Segment Open

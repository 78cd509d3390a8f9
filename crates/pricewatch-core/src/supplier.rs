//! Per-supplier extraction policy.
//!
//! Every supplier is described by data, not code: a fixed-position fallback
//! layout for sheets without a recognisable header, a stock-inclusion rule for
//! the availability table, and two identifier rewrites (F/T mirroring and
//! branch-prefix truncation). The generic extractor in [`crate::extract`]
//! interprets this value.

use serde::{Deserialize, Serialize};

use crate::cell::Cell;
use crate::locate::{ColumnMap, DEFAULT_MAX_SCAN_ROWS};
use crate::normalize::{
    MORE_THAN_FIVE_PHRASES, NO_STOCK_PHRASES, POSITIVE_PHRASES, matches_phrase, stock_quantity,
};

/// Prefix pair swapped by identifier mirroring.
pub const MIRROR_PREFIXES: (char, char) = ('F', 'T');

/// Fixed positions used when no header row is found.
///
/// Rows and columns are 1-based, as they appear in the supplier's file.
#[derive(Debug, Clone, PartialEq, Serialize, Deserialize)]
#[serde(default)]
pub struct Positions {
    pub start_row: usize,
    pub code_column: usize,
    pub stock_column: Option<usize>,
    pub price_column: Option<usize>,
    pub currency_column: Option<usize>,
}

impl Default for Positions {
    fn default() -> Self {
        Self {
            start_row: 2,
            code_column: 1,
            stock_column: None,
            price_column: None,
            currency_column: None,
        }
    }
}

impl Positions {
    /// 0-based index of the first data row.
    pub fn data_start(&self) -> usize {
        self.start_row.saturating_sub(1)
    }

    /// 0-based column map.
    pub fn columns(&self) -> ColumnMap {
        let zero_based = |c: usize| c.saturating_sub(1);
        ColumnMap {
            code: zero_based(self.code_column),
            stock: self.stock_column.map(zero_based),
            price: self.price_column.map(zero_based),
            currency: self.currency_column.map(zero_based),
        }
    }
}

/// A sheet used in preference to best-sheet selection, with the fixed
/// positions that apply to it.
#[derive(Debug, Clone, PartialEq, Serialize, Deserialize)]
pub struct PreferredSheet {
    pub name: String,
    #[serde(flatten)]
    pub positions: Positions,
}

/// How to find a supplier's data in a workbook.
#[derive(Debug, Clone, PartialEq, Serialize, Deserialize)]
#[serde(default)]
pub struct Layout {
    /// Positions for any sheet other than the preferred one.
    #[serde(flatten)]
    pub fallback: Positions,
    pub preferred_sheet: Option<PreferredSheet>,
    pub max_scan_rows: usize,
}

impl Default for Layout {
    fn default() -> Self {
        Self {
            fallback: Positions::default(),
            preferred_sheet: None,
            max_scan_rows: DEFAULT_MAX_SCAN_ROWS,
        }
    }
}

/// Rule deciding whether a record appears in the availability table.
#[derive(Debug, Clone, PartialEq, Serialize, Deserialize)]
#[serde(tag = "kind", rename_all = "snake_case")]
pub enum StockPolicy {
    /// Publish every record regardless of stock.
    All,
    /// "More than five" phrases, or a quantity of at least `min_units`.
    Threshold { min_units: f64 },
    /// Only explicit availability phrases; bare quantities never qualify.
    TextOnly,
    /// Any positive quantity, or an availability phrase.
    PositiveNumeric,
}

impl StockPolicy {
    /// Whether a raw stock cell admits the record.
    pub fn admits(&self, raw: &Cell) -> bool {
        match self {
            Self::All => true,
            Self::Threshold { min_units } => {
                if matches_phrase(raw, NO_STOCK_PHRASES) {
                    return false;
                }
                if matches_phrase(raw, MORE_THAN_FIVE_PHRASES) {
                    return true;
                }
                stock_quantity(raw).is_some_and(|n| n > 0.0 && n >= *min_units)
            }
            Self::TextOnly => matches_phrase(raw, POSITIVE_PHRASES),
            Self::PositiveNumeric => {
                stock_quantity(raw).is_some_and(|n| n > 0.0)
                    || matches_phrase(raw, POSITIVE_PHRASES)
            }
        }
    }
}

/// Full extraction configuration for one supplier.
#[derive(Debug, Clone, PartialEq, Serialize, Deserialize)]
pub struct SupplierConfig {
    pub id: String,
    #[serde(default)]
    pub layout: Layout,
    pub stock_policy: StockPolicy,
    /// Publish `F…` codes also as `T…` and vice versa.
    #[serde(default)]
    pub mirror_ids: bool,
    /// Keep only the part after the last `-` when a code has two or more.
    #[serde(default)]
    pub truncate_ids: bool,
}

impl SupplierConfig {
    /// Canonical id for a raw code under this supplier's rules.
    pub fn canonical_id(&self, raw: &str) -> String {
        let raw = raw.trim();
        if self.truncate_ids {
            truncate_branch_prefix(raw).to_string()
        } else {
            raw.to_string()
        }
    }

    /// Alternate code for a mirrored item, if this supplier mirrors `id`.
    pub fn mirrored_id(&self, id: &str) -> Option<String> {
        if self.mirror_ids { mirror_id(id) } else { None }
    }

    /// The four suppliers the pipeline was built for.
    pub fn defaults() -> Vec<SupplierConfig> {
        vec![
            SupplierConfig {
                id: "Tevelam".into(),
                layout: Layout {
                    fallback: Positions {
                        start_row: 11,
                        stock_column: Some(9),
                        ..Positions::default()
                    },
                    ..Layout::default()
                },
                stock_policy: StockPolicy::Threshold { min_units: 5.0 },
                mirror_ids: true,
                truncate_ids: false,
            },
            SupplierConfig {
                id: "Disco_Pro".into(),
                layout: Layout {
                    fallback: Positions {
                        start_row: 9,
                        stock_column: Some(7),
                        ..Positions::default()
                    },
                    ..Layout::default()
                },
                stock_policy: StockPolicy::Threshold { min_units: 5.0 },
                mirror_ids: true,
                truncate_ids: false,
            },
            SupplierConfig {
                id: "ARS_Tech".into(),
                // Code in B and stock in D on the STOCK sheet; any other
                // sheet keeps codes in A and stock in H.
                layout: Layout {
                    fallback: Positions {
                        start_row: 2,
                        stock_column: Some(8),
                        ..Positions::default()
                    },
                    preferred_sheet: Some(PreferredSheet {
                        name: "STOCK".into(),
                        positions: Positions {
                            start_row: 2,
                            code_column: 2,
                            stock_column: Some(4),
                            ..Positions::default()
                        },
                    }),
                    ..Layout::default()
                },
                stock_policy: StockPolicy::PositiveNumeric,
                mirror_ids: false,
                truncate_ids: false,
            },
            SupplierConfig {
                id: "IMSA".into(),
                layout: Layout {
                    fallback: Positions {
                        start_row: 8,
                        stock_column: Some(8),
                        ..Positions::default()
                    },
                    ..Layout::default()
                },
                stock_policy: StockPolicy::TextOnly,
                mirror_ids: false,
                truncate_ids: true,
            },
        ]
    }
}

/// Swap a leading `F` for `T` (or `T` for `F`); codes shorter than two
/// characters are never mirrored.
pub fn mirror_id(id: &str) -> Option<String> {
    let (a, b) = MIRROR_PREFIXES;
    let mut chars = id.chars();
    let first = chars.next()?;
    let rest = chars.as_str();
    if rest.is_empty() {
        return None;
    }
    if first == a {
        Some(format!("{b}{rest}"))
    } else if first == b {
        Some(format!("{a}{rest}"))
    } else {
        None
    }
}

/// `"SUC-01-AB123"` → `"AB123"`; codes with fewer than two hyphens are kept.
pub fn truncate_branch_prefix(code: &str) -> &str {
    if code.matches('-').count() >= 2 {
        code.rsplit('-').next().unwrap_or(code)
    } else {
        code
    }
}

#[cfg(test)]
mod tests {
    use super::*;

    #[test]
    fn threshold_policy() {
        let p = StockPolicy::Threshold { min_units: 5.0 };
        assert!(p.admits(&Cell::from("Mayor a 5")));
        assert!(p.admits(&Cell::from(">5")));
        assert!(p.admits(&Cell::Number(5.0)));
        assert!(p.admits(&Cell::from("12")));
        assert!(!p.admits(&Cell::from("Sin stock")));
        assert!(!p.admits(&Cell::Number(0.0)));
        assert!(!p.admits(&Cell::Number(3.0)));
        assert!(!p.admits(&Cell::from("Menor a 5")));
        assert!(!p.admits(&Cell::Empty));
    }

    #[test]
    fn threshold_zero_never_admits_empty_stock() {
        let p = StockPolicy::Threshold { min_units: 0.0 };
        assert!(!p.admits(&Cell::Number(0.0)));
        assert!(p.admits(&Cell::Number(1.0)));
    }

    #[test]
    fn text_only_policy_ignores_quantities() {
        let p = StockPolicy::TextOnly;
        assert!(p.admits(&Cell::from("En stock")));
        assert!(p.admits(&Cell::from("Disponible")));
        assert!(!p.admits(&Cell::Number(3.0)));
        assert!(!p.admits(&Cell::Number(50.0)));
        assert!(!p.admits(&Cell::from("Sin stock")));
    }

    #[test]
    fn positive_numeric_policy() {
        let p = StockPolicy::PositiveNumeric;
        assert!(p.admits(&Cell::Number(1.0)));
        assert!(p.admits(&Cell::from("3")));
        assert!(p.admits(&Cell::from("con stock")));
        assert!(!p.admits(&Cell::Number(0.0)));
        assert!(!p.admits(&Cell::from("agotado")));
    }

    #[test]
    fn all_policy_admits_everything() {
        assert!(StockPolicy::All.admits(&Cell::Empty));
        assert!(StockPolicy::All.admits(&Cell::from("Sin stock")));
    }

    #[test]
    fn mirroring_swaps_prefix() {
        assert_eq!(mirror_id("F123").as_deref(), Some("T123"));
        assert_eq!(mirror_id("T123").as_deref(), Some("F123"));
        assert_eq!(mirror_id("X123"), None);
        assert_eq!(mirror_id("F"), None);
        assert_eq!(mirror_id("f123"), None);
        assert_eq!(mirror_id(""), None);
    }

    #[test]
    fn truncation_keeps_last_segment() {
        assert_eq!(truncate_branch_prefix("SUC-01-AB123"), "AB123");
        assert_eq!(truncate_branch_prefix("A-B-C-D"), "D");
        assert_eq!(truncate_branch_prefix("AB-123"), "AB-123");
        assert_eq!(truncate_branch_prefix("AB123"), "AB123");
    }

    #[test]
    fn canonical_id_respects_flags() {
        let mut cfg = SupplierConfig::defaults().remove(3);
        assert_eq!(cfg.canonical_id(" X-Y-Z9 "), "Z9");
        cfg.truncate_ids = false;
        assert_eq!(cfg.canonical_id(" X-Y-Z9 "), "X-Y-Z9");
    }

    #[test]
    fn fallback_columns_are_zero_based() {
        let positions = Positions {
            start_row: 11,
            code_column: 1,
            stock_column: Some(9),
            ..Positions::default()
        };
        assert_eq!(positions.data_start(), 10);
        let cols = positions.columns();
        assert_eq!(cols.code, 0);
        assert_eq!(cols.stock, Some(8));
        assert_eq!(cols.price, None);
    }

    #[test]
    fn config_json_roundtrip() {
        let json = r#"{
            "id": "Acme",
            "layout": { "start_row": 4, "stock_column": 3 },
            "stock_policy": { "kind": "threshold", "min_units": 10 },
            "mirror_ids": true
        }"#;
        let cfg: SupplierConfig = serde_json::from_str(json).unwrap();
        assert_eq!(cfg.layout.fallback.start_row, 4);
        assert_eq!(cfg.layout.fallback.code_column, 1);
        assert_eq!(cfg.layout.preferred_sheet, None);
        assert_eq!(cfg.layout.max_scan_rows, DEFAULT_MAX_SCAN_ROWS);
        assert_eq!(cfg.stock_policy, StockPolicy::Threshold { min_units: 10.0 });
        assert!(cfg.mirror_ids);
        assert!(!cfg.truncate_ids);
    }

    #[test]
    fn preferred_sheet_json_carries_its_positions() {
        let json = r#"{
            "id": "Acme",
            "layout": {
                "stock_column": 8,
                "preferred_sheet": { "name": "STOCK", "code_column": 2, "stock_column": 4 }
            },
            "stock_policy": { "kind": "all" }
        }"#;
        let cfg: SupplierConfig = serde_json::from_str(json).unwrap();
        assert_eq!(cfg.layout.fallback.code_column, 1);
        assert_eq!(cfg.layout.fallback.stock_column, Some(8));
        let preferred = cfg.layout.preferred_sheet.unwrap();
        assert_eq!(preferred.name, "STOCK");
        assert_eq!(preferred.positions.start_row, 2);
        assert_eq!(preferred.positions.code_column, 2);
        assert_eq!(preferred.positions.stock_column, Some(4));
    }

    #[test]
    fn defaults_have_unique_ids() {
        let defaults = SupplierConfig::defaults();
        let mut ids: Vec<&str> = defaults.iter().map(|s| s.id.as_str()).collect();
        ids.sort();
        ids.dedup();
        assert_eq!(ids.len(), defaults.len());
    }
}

Segment Closed
Segment Open

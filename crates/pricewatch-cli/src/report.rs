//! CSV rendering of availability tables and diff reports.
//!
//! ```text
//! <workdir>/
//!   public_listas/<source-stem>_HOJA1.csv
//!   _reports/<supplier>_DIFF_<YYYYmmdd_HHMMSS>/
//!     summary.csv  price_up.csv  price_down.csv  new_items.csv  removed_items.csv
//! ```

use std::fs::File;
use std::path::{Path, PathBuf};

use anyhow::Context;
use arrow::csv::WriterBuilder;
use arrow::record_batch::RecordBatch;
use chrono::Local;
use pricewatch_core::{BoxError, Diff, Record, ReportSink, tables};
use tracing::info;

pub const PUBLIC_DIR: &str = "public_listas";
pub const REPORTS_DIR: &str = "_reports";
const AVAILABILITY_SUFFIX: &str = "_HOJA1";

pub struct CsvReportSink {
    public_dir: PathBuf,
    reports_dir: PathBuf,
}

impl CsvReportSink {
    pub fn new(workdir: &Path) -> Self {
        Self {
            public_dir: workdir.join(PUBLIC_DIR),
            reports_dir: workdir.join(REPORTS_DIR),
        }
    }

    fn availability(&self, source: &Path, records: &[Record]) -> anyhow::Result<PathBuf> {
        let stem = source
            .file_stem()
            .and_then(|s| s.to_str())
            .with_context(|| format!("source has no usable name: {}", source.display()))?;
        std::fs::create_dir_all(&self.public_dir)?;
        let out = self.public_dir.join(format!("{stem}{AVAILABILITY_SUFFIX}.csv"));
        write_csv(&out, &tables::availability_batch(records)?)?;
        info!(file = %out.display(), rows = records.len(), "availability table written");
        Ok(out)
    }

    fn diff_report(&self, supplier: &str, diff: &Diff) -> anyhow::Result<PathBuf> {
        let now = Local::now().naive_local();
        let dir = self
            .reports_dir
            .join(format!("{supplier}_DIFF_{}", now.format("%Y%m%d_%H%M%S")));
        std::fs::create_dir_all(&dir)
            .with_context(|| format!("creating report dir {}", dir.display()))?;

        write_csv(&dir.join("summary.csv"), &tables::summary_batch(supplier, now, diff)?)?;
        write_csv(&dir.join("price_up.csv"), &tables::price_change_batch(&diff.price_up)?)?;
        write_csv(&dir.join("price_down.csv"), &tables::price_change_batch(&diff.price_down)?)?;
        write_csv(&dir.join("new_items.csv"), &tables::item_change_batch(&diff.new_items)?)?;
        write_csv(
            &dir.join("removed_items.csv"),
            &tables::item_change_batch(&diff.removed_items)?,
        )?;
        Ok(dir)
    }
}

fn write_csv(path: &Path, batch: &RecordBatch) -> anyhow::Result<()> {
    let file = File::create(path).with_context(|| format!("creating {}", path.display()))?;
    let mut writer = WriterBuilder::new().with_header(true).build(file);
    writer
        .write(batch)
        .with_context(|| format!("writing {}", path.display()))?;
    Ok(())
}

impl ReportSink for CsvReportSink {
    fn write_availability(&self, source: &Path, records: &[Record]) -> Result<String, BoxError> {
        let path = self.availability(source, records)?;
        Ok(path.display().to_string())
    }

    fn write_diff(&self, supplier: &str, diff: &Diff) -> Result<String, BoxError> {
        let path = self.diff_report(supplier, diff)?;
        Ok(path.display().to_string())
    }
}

Segment Closed
Segment Open

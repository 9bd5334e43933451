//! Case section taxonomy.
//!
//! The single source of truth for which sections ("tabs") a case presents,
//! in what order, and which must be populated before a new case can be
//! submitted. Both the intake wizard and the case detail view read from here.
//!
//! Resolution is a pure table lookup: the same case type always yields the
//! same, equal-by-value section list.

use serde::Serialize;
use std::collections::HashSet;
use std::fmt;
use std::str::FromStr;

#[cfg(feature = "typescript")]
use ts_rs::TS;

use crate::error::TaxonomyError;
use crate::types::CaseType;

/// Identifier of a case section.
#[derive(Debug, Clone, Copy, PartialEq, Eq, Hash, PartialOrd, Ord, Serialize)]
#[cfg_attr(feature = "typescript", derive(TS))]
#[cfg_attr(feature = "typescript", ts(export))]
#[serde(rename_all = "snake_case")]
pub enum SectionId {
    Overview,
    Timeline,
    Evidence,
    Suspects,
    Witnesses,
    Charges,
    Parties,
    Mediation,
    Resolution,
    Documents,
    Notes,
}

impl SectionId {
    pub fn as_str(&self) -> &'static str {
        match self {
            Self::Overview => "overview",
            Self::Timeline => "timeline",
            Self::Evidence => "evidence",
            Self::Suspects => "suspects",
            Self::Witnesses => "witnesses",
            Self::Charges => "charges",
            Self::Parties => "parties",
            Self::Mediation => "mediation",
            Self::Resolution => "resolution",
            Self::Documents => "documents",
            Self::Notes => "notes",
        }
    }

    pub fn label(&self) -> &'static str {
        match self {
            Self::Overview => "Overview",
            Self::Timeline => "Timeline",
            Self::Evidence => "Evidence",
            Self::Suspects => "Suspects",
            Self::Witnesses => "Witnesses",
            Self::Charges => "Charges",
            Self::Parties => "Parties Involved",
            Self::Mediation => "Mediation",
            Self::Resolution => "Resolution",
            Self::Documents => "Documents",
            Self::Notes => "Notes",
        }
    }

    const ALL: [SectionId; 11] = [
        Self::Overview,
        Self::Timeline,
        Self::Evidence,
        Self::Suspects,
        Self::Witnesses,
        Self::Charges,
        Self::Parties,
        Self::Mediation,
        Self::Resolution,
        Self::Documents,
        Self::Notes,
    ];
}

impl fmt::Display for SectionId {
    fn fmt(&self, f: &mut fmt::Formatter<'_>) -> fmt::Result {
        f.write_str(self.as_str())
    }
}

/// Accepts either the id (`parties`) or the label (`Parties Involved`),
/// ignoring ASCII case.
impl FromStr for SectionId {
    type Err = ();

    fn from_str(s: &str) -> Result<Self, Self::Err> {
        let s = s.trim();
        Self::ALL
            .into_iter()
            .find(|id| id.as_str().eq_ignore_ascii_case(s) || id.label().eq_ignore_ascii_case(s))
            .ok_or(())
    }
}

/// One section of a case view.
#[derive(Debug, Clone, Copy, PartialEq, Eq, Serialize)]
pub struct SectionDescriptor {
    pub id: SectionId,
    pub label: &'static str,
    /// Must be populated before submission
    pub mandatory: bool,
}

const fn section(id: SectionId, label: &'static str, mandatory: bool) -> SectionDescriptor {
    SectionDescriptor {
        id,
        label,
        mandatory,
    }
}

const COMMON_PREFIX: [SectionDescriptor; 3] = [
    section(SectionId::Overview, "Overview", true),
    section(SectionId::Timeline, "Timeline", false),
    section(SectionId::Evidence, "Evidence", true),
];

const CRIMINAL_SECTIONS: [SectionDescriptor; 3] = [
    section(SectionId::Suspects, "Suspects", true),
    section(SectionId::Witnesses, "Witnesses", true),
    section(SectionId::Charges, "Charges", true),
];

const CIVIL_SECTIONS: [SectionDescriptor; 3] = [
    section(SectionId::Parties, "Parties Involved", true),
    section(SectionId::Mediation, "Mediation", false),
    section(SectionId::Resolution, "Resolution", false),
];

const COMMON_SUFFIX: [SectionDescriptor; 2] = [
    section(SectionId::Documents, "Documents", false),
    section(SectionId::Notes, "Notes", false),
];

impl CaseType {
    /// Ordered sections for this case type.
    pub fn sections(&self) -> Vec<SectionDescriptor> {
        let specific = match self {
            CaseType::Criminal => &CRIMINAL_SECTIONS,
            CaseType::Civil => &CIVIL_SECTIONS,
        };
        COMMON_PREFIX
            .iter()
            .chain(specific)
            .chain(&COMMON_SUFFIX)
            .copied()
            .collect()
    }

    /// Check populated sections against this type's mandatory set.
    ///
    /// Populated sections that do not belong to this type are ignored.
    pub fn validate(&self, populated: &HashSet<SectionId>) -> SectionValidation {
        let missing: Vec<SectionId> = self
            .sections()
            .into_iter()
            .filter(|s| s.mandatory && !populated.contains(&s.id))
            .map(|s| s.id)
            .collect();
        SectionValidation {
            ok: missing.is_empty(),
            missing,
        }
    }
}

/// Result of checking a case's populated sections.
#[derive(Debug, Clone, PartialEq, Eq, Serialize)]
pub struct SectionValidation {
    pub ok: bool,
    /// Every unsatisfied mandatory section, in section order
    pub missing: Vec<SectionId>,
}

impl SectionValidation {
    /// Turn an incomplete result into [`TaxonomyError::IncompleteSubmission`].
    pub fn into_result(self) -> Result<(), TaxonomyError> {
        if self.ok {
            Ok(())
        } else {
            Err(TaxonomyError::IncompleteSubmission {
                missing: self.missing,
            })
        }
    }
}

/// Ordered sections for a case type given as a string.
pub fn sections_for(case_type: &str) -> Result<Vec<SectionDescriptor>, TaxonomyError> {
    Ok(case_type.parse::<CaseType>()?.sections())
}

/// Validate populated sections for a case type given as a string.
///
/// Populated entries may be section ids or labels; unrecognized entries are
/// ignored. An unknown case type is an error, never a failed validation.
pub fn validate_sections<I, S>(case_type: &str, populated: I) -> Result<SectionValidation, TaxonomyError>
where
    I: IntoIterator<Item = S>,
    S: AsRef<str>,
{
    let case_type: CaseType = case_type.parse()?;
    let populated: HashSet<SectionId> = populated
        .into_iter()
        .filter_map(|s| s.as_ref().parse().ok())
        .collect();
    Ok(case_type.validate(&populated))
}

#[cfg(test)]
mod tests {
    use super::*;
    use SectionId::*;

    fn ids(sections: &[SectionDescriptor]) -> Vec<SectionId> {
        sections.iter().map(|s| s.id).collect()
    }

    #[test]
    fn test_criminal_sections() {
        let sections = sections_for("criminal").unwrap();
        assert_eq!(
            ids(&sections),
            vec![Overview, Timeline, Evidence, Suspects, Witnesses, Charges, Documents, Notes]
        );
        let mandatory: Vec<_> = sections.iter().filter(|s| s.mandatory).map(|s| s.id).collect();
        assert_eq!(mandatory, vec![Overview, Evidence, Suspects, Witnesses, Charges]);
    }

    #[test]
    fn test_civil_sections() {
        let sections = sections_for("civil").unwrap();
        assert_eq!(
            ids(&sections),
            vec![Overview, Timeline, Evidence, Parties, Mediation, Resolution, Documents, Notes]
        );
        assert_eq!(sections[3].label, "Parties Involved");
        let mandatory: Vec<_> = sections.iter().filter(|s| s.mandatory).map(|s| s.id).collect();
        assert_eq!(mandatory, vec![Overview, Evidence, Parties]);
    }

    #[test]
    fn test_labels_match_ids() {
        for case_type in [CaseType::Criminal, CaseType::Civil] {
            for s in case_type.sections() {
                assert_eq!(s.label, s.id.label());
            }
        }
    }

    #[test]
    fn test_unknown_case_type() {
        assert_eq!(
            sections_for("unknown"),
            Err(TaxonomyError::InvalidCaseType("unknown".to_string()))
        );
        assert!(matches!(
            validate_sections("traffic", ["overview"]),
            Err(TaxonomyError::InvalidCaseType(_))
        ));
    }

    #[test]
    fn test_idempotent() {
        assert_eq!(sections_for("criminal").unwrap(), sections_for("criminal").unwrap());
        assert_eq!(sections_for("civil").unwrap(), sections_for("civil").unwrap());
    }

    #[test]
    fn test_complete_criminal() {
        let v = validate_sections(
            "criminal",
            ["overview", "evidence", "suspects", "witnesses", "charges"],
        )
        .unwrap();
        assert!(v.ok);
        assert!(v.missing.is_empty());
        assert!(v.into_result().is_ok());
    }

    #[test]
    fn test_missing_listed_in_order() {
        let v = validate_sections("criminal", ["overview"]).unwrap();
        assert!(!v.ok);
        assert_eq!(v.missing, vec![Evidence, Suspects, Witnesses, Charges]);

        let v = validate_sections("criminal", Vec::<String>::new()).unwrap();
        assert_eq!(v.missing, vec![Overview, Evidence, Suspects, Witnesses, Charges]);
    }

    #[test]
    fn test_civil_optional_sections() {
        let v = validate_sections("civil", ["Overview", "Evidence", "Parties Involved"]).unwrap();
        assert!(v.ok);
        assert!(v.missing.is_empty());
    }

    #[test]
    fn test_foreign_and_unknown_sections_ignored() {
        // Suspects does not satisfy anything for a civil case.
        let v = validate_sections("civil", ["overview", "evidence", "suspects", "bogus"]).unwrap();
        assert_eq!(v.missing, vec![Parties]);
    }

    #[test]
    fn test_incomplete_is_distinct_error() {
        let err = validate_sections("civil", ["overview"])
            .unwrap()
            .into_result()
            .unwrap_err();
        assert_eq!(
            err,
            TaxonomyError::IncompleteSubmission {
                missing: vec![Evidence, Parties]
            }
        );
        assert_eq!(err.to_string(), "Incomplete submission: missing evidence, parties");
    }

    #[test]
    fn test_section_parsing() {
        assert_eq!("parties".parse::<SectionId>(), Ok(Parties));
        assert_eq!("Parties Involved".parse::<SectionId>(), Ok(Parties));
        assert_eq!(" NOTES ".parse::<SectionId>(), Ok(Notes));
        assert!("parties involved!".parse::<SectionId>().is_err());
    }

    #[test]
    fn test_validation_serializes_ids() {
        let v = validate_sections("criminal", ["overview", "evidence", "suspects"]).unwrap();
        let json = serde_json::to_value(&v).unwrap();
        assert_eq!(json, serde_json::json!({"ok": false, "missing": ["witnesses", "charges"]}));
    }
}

Segment Closed

### PROBLEM DESCRIPTION
Show the lines above that have the word "same".

### YOUR RESPONSE
//! Resolution is a pure table lookup: the same case type always yields the
//! same, equal-by-value section list.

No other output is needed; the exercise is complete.